=== GIVEN DATA ===

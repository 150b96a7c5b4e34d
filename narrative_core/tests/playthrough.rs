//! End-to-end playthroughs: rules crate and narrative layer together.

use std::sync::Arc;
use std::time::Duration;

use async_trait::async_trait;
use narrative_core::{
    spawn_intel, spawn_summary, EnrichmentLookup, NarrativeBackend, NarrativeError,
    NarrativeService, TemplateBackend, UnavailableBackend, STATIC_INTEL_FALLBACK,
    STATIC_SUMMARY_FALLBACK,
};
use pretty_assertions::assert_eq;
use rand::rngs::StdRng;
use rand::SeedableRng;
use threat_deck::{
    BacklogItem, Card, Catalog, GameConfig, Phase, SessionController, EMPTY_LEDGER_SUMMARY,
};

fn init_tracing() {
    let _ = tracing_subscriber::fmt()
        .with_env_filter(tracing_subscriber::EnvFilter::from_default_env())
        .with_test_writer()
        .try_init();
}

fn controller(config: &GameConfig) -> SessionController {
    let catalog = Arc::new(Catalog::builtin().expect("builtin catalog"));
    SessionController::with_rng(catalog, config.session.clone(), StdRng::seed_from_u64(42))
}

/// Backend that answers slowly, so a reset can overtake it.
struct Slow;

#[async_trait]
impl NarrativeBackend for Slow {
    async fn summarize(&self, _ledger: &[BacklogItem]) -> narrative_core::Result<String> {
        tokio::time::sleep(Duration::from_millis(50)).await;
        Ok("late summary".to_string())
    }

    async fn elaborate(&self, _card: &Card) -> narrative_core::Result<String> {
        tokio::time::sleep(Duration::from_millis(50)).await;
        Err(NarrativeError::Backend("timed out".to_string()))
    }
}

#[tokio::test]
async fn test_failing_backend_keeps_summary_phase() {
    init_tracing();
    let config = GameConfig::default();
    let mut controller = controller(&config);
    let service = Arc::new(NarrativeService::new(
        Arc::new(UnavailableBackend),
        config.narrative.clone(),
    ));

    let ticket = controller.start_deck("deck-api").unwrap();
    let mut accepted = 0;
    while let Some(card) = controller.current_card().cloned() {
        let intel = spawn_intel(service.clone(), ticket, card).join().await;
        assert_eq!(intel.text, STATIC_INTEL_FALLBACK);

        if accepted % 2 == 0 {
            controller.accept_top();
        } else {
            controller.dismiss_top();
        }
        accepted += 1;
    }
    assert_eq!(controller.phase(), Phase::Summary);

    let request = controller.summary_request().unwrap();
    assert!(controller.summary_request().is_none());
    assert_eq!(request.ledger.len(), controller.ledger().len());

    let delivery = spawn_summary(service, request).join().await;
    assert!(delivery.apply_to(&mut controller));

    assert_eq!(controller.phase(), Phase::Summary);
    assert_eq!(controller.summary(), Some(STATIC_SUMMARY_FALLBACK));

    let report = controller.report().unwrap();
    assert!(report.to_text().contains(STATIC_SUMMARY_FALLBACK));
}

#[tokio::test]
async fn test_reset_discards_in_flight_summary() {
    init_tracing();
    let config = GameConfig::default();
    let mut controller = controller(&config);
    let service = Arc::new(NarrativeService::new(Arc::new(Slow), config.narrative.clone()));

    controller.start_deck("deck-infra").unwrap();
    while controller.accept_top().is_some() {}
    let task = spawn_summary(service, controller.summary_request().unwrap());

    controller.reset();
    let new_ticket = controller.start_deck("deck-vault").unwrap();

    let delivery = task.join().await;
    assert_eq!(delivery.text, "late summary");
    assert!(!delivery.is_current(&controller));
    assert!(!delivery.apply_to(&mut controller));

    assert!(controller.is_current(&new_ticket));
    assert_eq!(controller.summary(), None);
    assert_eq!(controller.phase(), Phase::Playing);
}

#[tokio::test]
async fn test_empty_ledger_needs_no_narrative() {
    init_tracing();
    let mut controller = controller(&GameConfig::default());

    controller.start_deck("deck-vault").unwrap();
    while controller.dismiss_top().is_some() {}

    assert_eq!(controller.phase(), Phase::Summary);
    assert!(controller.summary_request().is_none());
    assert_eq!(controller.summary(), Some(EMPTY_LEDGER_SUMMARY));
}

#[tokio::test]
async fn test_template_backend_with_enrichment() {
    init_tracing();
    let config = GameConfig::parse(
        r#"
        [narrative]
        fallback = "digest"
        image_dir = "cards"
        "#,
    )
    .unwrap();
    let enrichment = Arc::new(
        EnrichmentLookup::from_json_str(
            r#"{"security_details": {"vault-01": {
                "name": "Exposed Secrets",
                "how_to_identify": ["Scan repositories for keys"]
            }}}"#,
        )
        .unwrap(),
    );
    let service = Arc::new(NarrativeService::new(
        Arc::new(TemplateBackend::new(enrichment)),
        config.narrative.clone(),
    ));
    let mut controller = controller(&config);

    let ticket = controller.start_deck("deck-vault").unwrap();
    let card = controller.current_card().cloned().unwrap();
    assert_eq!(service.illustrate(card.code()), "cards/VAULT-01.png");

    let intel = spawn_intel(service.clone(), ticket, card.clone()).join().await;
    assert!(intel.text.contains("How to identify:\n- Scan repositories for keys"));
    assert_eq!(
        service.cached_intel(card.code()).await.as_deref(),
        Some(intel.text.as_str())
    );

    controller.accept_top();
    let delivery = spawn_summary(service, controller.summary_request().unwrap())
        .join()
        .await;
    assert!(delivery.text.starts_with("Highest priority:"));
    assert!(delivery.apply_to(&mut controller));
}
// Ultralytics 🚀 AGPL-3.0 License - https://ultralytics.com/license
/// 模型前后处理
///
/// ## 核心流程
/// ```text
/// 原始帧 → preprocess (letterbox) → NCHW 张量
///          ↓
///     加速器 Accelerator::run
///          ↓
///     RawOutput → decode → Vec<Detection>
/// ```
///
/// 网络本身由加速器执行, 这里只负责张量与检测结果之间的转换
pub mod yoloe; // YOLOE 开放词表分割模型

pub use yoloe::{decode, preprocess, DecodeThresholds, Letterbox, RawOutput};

===

• EXERCISE REQUIREMENTS: Once you reach the line containing "let _ = tracing_subscriber::fmt()", include it and stop; until then, reproduce each line of the listing from its start exactly.

• OUTPUT:
repository 150b96a7c5b4e34d
filename narrative_core/tests/playthrough.rs
//! End-to-end playthroughs: rules crate and narrative layer together.

use std::sync::Arc;
use std::time::Duration;

use async_trait::async_trait;
use narrative_core::{
    spawn_intel, spawn_summary, EnrichmentLookup, NarrativeBackend, NarrativeError,
    NarrativeService, TemplateBackend, UnavailableBackend, STATIC_INTEL_FALLBACK,
    STATIC_SUMMARY_FALLBACK,
};
use pretty_assertions::assert_eq;
use rand::rngs::StdRng;
use rand::SeedableRng;
use threat_deck::{
    BacklogItem, Card, Catalog, GameConfig, Phase, SessionController, EMPTY_LEDGER_SUMMARY,
};

fn init_tracing() {
    let _ = tracing_subscriber::fmt()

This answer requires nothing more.